=== Exercise ===
Where a line in the entries below contains the word "moves", count it. Return the total alone.

═════ Given entries ═════

//! # EchoMail Engine
//!
//! The sequence dispatch engine. One pass, triggered externally:
//!
//! ```text
//! run_pass(now)
//!   ├── due sequences: status = pending AND scheduled_at <= now
//!   ├── per sequence: atomic claim (pending → sending, CAS on status)
//!   │     ├── lost claim → silent skip (another worker owns it)
//!   │     ├── recipients → BatchDispatcher
//!   │     │     ├── batches of N, concurrent within, throttled between
//!   │     │     └── one delivery record per accepted send (pixel id pre-generated)
//!   │     └── finish: once → completed; recurring → pending @ next occurrence
//!   └── per-sequence failures never abort the pass
//! ```
//!
//! Correctness under overlapping passes (including other processes) rests
//! entirely on the conditional claim — there is no other locking.

pub mod dispatch;
pub mod recurrence;
pub mod runner;

pub use dispatch::{BatchDispatcher, DispatchOutcome};
pub use recurrence::next_occurrence;
pub use runner::{RunSummary, SequenceRunner};

#[cfg(test)]
mod test_support;
//! Shared test doubles for the engine tests.

use std::sync::Mutex;

use async_trait::async_trait;

use echomail_core::error::{EchomailError, Result};
use echomail_mailer::MailTransport;

/// One recorded transport invocation.
#[derive(Debug, Clone)]
pub struct SentMail {
    pub to: String,
    pub subject: String,
    pub html: String,
}

/// In-memory transport: records every send, rejects scripted addresses.
#[derive(Default)]
pub struct MockMailer {
    sent: Mutex<Vec<SentMail>>,
    fail_for: Vec<String>,
}

impl MockMailer {
    pub fn failing_for(addrs: &[&str]) -> Self {
        Self {
            sent: Mutex::new(Vec::new()),
            fail_for: addrs.iter().map(|a| a.to_string()).collect(),
        }
    }

    pub fn sent(&self) -> Vec<SentMail> {
        self.sent.lock().unwrap().clone()
    }

    pub fn sent_count(&self) -> usize {
        self.sent.lock().unwrap().len()
    }
}

#[async_trait]
impl MailTransport for MockMailer {
    async fn send(&self, to: &str, subject: &str, html: &str) -> Result<String> {
        if self.fail_for.iter().any(|a| a == to) {
            return Err(EchomailError::Mail(format!("rejected by provider: {to}")));
        }
        let mut sent = self.sent.lock().unwrap();
        sent.push(SentMail {
            to: to.to_string(),
            subject: subject.to_string(),
            html: html.to_string(),
        });
        Ok(format!("<mock-{}@test>", sent.len()))
    }
}
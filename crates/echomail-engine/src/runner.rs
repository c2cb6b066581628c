//! Sequence claim & lifecycle — one pass over everything due.
//!
//! The pass walks due sequences sequentially; fan-out only happens inside
//! the batch dispatcher. Every sequence is processed behind its own failure
//! boundary: a broken sequence is put back to `pending` and the pass moves
//! on. Overlapping passes (other threads, other processes) coordinate only
//! through the store's conditional claim.

use std::collections::HashMap;
use std::sync::Arc;
use std::time::{Duration, Instant};

use chrono::{DateTime, Utc};

use echomail_core::config::EchomailConfig;
use echomail_core::error::Result;
use echomail_core::types::{Recurrence, Sequence};
use echomail_mailer::MailTransport;
use echomail_store::MailStore;

use crate::dispatch::BatchDispatcher;
use crate::recurrence;

/// Aggregate of one pass: total accepted sends plus per-sequence failure
/// reasons. Skipped claims are not failures and do not appear here.
#[derive(Debug, Default)]
pub struct RunSummary {
    pub sent: u64,
    pub errors: HashMap<i64, String>,
}

/// Runs dispatch passes. Constructed once at startup with its dependencies
/// passed in explicitly — the runner owns no ambient state.
pub struct SequenceRunner {
    store: Arc<MailStore>,
    dispatcher: BatchDispatcher,
    pass_deadline: Option<Duration>,
}

impl SequenceRunner {
    pub fn new(
        store: Arc<MailStore>,
        mailer: Arc<dyn MailTransport>,
        config: &EchomailConfig,
    ) -> Self {
        let dispatcher = BatchDispatcher::new(store.clone(), mailer, config);
        Self {
            store,
            dispatcher,
            pass_deadline: config.dispatch.pass_deadline_secs.map(Duration::from_secs),
        }
    }

    /// One pass over all sequences due at `now`.
    ///
    /// Only the initial due-query can fail the whole run; past that point
    /// every error is contained to its sequence. State transitions already
    /// committed stay committed no matter what happens later in the pass.
    pub async fn run_pass(&self, now: DateTime<Utc>) -> Result<RunSummary> {
        let due = self.store.due_sequences(now)?;
        if due.is_empty() {
            return Ok(RunSummary::default());
        }
        tracing::info!("🔹 Pass start: {} sequence(s) due", due.len());

        let deadline = self.pass_deadline.map(|d| Instant::now() + d);
        let mut summary = RunSummary::default();

        for sequence in due {
            if deadline.is_some_and(|dl| Instant::now() >= dl) {
                tracing::warn!(
                    "⏳ Pass deadline reached — remaining sequences stay pending for the next run"
                );
                break;
            }

            match self.process_sequence(&sequence, now).await {
                Ok(sent) => summary.sent += sent as u64,
                Err(reason) => {
                    tracing::error!("❌ Sequence {} failed: {reason}", sequence.id);
                    summary.errors.insert(sequence.id, reason);
                }
            }
        }

        tracing::info!(
            "📈 Pass end: {} mail(s) sent, {} sequence error(s)",
            summary.sent,
            summary.errors.len()
        );
        Ok(summary)
    }

    /// Per-sequence boundary. `Err` carries a human-readable reason for the
    /// summary; the sequence's stored state has already been settled
    /// (released for retry or marked terminal) before this returns.
    async fn process_sequence(
        &self,
        sequence: &Sequence,
        now: DateTime<Utc>,
    ) -> std::result::Result<usize, String> {
        // Atomic claim — the sole concurrency guard. Zero rows means another
        // worker owns it (or it changed state); not an error, just skip.
        match self.store.claim(sequence.id) {
            Ok(true) => {}
            Ok(false) => {
                tracing::debug!("⚠️ Sequence {} already claimed elsewhere", sequence.id);
                return Ok(0);
            }
            // Nothing was claimed, so nothing to release.
            Err(e) => return Err(format!("claim failed: {e}")),
        }
        tracing::info!(
            "➡️ Processing sequence {} | subject: {} | scheduled_at: {}",
            sequence.id,
            sequence.subject,
            sequence.scheduled_at
        );

        // A fetch failure is transient: back to pending, retry next pass.
        let recipients = match self.store.recipients(sequence.id) {
            Ok(r) => r,
            Err(e) => {
                self.release_for_retry(sequence.id);
                return Err(format!("recipient fetch failed: {e}"));
            }
        };

        // No recipients is a data error: terminal until fixed externally.
        if recipients.is_empty() {
            if let Err(e) = self.store.mark_error(sequence.id, "No recipients") {
                self.release_for_retry(sequence.id);
                return Err(format!("no recipients (and marking error failed: {e})"));
            }
            return Err("no recipients".into());
        }

        // Dispatch never fails as a whole; failures are per-recipient.
        let outcome = self.dispatcher.dispatch(sequence, &recipients).await;

        match self.finish(sequence, now) {
            Ok(()) => Ok(outcome.sent),
            Err(e) => {
                self.release_for_retry(sequence.id);
                Err(format!("finalize failed: {e}"))
            }
        }
    }

    /// Settle a dispatched sequence: terminal completion for `once`,
    /// otherwise reschedule at the next occurrence (or complete when no
    /// next occurrence exists, including unknown recurrence tags).
    fn finish(&self, sequence: &Sequence, now: DateTime<Utc>) -> Result<()> {
        if sequence.recurrence() == Some(Recurrence::Once) {
            self.store.complete(sequence.id)?;
            tracing::info!("🟢 Sequence {} completed", sequence.id);
            return Ok(());
        }

        match recurrence::next_occurrence(sequence.scheduled_at, &sequence.recurrence, now) {
            Some(next) => {
                self.store.reschedule(sequence.id, next)?;
                tracing::info!("🌀 Sequence {} rescheduled for {next}", sequence.id);
            }
            None => {
                tracing::warn!(
                    "⚠️ No next occurrence for sequence {} ({:?}) — marking completed",
                    sequence.id,
                    sequence.recurrence
                );
                self.store.complete(sequence.id)?;
            }
        }
        Ok(())
    }

    /// Best-effort return to `pending` so the next pass retries. If even
    /// this write fails the sequence is stuck in `sending` until the store
    /// recovers; there is nothing more to do from here.
    fn release_for_retry(&self, id: i64) {
        if let Err(e) = self.store.release(id) {
            tracing::error!("❌ Could not release sequence {id} back to pending: {e}");
        }
    }
}
//! Data model — sequences, recipients, and per-send delivery records.

use chrono::{DateTime, Utc};
use serde::{Deserialize, Serialize};

/// A schedulable unit of mail: one subject/body sent to a recipient list.
///
/// Sequences are created externally; the engine only moves them through the
/// status state machine and reschedules recurring ones. The `id` is the one
/// stable identifier used for claiming, recipient lookup, and rescheduling.
#[derive(Debug, Clone, Serialize, Deserialize)]
pub struct Sequence {
    pub id: i64,
    pub subject: String,
    /// Recipient-independent HTML body. The tracking pixel is appended per
    /// recipient at dispatch time.
    pub body: String,
    pub scheduled_at: DateTime<Utc>,
    /// Raw recurrence tag ("once", "daily", "weekly", "monthly", "yearly").
    /// Kept as text so an unrecognized tag survives a load round-trip and is
    /// treated as terminal when the next occurrence is computed.
    pub recurrence: String,
    pub status: SequenceStatus,
    pub error_message: Option<String>,
}

impl Sequence {
    /// Parsed recurrence, `None` for unknown tags.
    pub fn recurrence(&self) -> Option<Recurrence> {
        Recurrence::parse(&self.recurrence)
    }
}

/// Sequence lifecycle status.
///
/// Transitions: `pending → sending → {completed | pending | error}`.
/// `completed` and `error` are terminal for the engine.
#[derive(Debug, Clone, Copy, PartialEq, Eq, Serialize, Deserialize)]
pub enum SequenceStatus {
    Pending,
    Sending,
    Completed,
    Error,
}

impl SequenceStatus {
    pub fn as_str(&self) -> &'static str {
        match self {
            Self::Pending => "pending",
            Self::Sending => "sending",
            Self::Completed => "completed",
            Self::Error => "error",
        }
    }

    pub fn parse(s: &str) -> Self {
        match s {
            "sending" => Self::Sending,
            "completed" => Self::Completed,
            "error" => Self::Error,
            _ => Self::Pending,
        }
    }
}

/// How often a sequence fires.
#[derive(Debug, Clone, Copy, PartialEq, Eq, Serialize, Deserialize)]
pub enum Recurrence {
    Once,
    Daily,
    Weekly,
    Monthly,
    Yearly,
}

impl Recurrence {
    /// Parse a recurrence tag. Unknown tags yield `None` and are treated as
    /// terminal by the lifecycle manager.
    pub fn parse(s: &str) -> Option<Self> {
        match s {
            "once" => Some(Self::Once),
            "daily" => Some(Self::Daily),
            "weekly" => Some(Self::Weekly),
            "monthly" => Some(Self::Monthly),
            "yearly" => Some(Self::Yearly),
            _ => None,
        }
    }

    pub fn as_str(&self) -> &'static str {
        match self {
            Self::Once => "once",
            Self::Daily => "daily",
            Self::Weekly => "weekly",
            Self::Monthly => "monthly",
            Self::Yearly => "yearly",
        }
    }
}

/// An address attached to a sequence. Read-only from the engine's side.
#[derive(Debug, Clone, Serialize, Deserialize)]
pub struct Recipient {
    pub sequence_id: i64,
    pub to_email: String,
}

/// One row per attempted send, created by the dispatcher at send time and
/// later flipped to `opened` by the tracking-pixel endpoint.
#[derive(Debug, Clone, Serialize, Deserialize)]
pub struct DeliveryRecord {
    /// Pre-generated UUID — known before the mail leaves so the tracking
    /// pixel URL can be embedded in the body.
    pub id: String,
    pub sequence_id: i64,
    pub to_email: String,
    /// Message id reported by the transport on acceptance.
    pub message_id: Option<String>,
    pub sent_at: DateTime<Utc>,
    pub opened: bool,
    pub opened_at: Option<DateTime<Utc>>,
    pub clicked: bool,
    pub responded: bool,
    /// A/B variant tag, reserved for future use.
    pub variant: String,
}

impl DeliveryRecord {
    /// A fresh, unopened record for an attempted send.
    pub fn new(id: String, sequence_id: i64, to_email: &str, sent_at: DateTime<Utc>) -> Self {
        Self {
            id,
            sequence_id,
            to_email: to_email.to_string(),
            message_id: None,
            sent_at,
            opened: false,
            opened_at: None,
            clicked: false,
            responded: false,
            variant: "A".into(),
        }
    }
}
//! API route handlers for the gateway.

use std::collections::HashMap;
use std::sync::{Arc, LazyLock};

use axum::extract::{Query, State};
use axum::http::{HeaderMap, StatusCode, header};
use axum::response::{IntoResponse, Response};
use axum::Json;
use base64::Engine;
use base64::engine::general_purpose::STANDARD as BASE64;
use chrono::Utc;

use super::server::AppState;

/// 1x1 transparent PNG served to mail clients that fetch the tracking image.
const PIXEL_B64: &str =
    "iVBORw0KGgoAAAANSUhEUgAAAAEAAAABCAQAAAC1HAwCAAAAC0lEQVR42mP8HwQACfsD/QkEZHcAAAAASUVORK5CYII=";

static PIXEL: LazyLock<Vec<u8>> =
    LazyLock::new(|| BASE64.decode(PIXEL_B64).unwrap_or_default());

fn json_error(status: StatusCode, message: &str) -> Response {
    (status, Json(serde_json::json!({"ok": false, "error": message}))).into_response()
}

/// Health check endpoint.
pub async fn health_check(State(state): State<Arc<AppState>>) -> Json<serde_json::Value> {
    Json(serde_json::json!({
        "status": "ok",
        "service": "echomail-gateway",
        "version": env!("CARGO_PKG_VERSION"),
        "uptime_secs": state.start_time.elapsed().as_secs(),
    }))
}

/// Dispatch trigger. Authenticated with the shared cron secret, passed as
/// `?key=` or an `x-cron-key` header — external cron pingers usually only
/// support one of the two.
pub async fn cron_run(
    State(state): State<Arc<AppState>>,
    Query(params): Query<HashMap<String, String>>,
    headers: HeaderMap,
) -> Response {
    if let Some(expected) = &state.cron_secret {
        let from_query = params.get("key").map(String::as_str);
        let from_header = headers.get("x-cron-key").and_then(|v| v.to_str().ok());
        if from_query != Some(expected) && from_header != Some(expected) {
            tracing::warn!("🔒 Dispatch trigger refused: bad key");
            return json_error(StatusCode::FORBIDDEN, "Forbidden");
        }
    }

    match state.runner.run_pass(Utc::now()).await {
        Ok(summary) => {
            let errors: HashMap<String, String> = summary
                .errors
                .iter()
                .map(|(id, reason)| (id.to_string(), reason.clone()))
                .collect();
            Json(serde_json::json!({
                "ok": true,
                "sent": summary.sent,
                "errors": errors,
            }))
            .into_response()
        }
        Err(e) => {
            tracing::error!("❌ Dispatch pass failed: {e}");
            json_error(StatusCode::INTERNAL_SERVER_ERROR, &e.to_string())
        }
    }
}

/// Open-tracking pixel. Always answers with the image once an `id` is
/// present — an unknown or already-counted id must not change what the
/// mail client renders.
pub async fn track_open(
    State(state): State<Arc<AppState>>,
    Query(params): Query<HashMap<String, String>>,
) -> Response {
    let Some(id) = params.get("id").filter(|id| !id.is_empty()) else {
        return json_error(StatusCode::BAD_REQUEST, "Missing id parameter");
    };

    match state.store.mark_opened(id, Utc::now()) {
        Ok(true) => tracing::info!("👁️ Open recorded for delivery {id}"),
        Ok(false) => tracing::debug!("Open ignored for delivery {id} (unknown or repeat)"),
        Err(e) => {
            tracing::error!("❌ Pixel tracker error for delivery {id}: {e}");
            return json_error(StatusCode::INTERNAL_SERVER_ERROR, &e.to_string());
        }
    }

    pixel_response()
}

fn pixel_response() -> Response {
    (
        [
            (header::CONTENT_TYPE, "image/png"),
            (header::CACHE_CONTROL, "no-store, no-cache, must-revalidate, proxy-revalidate"),
            (header::PRAGMA, "no-cache"),
            (header::EXPIRES, "0"),
        ],
        PIXEL.clone(),
    )
        .into_response()
}

/// Send one probe mail outside any sequence, to verify SMTP credentials.
/// `?to=` overrides the recipient; the default is the sender itself.
pub async fn send_test_mail(
    State(state): State<Arc<AppState>>,
    Query(params): Query<HashMap<String, String>>,
) -> Response {
    let to = params
        .get("to")
        .map(|s| s.trim())
        .filter(|s| !s.is_empty())
        .unwrap_or(&state.from_email);
    if !to.contains('@') {
        return json_error(StatusCode::BAD_REQUEST, "Invalid recipient address");
    }

    match state
        .mailer
        .send(
            to,
            "✅ Test email from EchoMail",
            "<p>Your EchoMail transport is working.</p>",
        )
        .await
    {
        Ok(message_id) => {
            tracing::info!("✉️ Test mail sent: {message_id} → {to}");
            Json(serde_json::json!({"ok": true, "message_id": message_id, "to": to}))
                .into_response()
        }
        Err(e) => {
            tracing::error!("❌ Test mail to {to} failed: {e}");
            json_error(StatusCode::INTERNAL_SERVER_ERROR, &e.to_string())
        }
    }
}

═════

=== Written answer ===
2